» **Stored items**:
[Start of Attachment]

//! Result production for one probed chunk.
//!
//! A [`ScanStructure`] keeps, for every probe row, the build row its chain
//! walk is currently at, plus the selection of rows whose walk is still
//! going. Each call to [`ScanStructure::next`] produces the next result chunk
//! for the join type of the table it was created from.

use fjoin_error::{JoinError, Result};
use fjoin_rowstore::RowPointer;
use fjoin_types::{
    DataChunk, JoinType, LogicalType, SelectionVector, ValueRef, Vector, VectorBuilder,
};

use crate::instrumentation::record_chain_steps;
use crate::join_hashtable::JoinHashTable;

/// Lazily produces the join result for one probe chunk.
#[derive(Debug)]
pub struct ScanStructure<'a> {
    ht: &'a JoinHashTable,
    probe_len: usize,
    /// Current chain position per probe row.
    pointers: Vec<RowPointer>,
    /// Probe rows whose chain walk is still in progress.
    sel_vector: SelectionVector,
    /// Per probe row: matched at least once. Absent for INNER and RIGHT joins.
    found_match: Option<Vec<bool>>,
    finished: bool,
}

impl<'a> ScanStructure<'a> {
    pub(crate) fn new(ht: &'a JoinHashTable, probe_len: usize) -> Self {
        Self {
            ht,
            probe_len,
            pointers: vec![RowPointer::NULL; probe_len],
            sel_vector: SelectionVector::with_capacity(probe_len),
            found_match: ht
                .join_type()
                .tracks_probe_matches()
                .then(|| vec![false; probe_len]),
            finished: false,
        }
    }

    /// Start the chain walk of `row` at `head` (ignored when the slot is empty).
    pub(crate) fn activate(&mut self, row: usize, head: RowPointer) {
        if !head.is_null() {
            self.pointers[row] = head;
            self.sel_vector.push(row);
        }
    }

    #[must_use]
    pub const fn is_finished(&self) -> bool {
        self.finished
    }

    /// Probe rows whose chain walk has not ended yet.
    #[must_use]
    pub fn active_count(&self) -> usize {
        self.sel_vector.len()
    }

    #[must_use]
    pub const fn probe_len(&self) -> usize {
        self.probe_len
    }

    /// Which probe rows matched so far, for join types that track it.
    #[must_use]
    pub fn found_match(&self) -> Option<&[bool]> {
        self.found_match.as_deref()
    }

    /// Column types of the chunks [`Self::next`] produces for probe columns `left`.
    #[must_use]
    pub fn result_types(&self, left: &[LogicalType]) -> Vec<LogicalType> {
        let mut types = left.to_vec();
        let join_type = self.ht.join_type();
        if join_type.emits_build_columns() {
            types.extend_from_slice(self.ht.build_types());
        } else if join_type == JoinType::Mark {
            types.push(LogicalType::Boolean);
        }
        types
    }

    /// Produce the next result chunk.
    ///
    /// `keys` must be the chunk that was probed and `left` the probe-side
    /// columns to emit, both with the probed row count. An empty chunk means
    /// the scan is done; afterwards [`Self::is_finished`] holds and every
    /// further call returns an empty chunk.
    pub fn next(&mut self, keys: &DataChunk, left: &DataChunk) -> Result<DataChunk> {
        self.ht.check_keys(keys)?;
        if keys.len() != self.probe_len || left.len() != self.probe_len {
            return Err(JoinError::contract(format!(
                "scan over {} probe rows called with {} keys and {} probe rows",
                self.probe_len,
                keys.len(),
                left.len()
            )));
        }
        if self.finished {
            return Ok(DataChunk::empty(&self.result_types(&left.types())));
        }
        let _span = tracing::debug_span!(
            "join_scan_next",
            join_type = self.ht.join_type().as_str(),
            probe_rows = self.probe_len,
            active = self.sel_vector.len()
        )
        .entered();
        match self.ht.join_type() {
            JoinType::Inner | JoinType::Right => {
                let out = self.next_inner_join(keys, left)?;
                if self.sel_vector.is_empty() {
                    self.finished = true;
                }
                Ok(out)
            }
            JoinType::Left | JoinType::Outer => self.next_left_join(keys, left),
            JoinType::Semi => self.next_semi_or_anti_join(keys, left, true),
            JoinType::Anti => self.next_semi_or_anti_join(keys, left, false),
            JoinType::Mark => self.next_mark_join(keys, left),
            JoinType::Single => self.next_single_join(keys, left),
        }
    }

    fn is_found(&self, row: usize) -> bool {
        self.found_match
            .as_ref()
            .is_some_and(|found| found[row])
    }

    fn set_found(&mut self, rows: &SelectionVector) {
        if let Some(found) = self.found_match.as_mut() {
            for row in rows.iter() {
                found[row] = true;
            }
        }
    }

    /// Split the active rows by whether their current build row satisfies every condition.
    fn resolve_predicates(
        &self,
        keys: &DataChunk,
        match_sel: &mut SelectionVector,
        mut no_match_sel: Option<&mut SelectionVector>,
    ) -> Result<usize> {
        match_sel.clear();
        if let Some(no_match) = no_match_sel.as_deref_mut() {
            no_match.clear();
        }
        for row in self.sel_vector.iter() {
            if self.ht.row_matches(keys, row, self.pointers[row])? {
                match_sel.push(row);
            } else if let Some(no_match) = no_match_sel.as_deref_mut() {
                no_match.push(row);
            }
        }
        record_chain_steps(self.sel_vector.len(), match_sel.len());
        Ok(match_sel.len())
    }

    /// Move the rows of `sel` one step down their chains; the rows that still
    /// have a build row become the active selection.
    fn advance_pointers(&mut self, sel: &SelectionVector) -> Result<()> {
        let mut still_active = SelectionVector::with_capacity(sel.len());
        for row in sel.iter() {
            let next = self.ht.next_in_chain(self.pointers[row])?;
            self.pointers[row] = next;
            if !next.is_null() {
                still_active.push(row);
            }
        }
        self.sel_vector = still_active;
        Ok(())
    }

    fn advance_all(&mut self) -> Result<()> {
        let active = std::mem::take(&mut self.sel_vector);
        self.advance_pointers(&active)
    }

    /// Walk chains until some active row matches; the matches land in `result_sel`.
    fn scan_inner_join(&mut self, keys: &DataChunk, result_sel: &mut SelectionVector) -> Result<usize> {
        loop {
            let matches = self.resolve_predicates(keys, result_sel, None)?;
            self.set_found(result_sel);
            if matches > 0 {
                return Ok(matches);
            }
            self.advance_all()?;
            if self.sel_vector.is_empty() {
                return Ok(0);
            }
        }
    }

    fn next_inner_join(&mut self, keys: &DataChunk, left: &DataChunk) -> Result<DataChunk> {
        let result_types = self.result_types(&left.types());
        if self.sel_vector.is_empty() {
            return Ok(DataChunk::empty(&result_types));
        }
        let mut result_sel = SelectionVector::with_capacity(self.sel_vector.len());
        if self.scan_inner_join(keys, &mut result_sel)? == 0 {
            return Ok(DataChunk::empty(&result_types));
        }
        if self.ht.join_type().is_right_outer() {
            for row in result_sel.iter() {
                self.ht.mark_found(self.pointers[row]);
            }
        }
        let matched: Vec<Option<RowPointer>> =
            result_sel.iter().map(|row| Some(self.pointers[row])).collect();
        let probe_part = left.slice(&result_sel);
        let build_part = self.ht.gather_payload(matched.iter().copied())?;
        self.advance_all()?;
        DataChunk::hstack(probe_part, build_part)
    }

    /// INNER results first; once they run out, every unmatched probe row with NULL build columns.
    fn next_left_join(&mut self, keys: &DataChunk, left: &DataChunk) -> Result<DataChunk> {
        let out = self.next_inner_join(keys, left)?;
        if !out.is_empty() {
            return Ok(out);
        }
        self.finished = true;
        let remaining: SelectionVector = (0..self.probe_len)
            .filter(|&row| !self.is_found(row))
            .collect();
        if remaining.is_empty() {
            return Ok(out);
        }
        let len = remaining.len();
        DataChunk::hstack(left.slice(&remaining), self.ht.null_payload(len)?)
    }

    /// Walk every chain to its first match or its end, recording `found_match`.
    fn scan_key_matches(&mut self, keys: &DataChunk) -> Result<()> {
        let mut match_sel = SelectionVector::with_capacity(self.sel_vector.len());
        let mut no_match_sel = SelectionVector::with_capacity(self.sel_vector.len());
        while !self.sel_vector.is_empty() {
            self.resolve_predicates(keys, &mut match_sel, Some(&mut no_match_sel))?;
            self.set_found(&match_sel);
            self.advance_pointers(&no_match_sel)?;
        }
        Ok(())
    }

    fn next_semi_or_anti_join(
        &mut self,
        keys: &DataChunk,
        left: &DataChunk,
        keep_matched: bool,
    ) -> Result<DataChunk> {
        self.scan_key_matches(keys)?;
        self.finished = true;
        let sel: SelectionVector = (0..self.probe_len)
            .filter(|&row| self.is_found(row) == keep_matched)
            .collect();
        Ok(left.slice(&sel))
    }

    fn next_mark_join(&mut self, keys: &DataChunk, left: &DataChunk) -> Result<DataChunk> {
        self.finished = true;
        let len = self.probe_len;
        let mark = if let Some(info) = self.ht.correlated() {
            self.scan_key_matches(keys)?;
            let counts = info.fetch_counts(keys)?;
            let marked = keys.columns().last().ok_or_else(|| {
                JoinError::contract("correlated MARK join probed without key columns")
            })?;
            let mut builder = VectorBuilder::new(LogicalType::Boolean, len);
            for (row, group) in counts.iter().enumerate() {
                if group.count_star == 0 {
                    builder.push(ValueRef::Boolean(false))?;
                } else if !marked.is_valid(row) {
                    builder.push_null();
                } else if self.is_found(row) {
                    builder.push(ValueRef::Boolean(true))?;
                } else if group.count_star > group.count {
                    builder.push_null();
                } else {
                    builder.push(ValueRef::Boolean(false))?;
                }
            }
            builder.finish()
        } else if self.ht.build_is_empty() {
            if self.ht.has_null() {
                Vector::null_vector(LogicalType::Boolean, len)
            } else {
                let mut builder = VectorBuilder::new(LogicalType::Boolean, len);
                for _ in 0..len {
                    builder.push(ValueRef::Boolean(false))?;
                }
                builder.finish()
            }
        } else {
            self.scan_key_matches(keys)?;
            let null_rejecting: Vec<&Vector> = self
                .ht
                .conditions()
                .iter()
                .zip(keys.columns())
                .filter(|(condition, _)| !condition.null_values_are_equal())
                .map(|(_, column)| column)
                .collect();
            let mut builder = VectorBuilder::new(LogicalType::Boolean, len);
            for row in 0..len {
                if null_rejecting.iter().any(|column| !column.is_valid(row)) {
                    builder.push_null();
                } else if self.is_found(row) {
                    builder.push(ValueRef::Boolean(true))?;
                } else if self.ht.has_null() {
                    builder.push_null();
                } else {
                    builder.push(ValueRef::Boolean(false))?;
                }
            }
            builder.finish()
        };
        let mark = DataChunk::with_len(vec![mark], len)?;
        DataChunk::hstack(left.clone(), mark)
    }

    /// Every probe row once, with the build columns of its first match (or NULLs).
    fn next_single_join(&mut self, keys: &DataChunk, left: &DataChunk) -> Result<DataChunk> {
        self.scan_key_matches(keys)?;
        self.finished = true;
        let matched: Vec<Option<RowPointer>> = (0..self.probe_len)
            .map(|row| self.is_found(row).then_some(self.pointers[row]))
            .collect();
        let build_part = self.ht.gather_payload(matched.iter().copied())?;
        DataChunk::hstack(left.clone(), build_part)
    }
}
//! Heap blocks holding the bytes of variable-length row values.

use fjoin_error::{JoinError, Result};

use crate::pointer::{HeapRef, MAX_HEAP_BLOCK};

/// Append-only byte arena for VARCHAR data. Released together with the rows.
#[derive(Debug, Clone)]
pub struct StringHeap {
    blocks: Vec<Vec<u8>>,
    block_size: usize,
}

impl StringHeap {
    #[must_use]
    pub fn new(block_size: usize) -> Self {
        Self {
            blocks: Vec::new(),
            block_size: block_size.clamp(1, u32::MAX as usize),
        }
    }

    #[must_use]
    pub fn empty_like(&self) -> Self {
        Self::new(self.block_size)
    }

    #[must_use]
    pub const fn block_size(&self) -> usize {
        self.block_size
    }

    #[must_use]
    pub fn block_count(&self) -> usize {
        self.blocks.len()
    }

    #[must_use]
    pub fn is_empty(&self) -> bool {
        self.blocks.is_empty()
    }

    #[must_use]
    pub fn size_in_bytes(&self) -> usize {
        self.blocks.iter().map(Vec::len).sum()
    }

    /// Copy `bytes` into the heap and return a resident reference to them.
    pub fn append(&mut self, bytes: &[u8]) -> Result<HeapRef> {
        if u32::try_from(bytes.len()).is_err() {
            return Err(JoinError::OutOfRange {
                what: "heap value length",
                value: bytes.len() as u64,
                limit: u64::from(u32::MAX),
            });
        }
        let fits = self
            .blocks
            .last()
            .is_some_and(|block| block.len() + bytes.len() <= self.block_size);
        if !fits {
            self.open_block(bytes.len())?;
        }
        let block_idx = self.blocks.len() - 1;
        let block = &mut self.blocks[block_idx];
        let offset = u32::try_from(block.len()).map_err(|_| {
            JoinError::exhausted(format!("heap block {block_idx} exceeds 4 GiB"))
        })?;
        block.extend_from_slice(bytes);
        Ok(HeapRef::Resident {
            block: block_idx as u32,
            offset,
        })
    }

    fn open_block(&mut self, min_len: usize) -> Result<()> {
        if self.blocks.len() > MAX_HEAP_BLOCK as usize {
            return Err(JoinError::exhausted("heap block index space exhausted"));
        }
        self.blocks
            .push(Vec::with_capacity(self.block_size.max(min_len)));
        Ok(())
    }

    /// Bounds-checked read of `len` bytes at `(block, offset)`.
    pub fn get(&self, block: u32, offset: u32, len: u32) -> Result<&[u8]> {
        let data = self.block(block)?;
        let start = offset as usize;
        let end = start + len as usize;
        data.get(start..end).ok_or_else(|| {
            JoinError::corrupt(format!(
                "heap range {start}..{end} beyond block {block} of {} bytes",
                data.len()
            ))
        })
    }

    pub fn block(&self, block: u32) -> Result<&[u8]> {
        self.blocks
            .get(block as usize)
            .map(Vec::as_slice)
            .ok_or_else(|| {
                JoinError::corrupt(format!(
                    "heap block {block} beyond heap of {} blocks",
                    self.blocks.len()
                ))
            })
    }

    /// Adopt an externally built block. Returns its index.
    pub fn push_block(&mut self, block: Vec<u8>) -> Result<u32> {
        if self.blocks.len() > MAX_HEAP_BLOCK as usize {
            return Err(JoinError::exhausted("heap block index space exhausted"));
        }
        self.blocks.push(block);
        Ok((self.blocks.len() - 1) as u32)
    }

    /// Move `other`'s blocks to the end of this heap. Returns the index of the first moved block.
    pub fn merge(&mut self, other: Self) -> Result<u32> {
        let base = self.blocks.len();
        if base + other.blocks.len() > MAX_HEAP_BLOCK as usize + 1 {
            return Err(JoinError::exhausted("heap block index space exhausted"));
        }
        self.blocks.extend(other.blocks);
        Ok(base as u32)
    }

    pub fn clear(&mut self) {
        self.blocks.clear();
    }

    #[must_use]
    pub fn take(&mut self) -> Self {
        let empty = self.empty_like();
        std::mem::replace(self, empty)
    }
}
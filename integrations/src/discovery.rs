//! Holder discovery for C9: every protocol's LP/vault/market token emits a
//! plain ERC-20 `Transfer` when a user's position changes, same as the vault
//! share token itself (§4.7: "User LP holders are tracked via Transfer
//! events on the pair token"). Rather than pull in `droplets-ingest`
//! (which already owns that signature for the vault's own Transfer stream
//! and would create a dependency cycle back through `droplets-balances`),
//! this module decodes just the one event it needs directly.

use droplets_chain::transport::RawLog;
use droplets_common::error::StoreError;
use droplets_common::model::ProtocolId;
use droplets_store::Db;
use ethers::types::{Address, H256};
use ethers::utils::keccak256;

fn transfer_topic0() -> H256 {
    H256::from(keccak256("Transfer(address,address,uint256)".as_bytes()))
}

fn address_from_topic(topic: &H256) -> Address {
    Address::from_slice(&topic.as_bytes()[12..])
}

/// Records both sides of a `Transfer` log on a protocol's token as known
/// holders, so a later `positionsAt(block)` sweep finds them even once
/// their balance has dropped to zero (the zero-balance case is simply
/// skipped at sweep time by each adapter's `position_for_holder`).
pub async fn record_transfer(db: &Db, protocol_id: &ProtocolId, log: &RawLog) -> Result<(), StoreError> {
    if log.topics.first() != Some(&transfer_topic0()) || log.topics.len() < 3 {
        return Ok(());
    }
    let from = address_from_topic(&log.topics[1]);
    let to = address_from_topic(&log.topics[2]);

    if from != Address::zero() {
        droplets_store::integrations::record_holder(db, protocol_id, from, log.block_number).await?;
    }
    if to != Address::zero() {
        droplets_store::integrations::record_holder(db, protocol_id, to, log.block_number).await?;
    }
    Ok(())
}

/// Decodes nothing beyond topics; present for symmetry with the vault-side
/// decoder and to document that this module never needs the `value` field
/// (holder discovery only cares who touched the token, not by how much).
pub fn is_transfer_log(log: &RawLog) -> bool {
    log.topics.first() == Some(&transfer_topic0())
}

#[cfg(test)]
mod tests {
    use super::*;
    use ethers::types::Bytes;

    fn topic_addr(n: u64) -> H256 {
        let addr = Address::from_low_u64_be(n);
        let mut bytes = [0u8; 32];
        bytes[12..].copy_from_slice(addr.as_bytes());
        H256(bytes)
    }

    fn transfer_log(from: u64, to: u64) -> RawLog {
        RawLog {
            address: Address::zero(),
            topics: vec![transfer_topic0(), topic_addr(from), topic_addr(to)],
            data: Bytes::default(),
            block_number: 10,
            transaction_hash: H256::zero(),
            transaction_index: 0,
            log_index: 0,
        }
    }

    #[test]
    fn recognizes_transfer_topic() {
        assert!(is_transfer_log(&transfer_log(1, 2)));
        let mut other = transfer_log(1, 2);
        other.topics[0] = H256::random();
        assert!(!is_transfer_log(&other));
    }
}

[End of Attachment]

When a line of the records includes "discovery", that line belongs in the answer.

filename integrations/src/discovery.rs
//! Holder discovery for C9: every protocol's LP/vault/market token emits a
/// (holder discovery only cares who touched the token, not by how much).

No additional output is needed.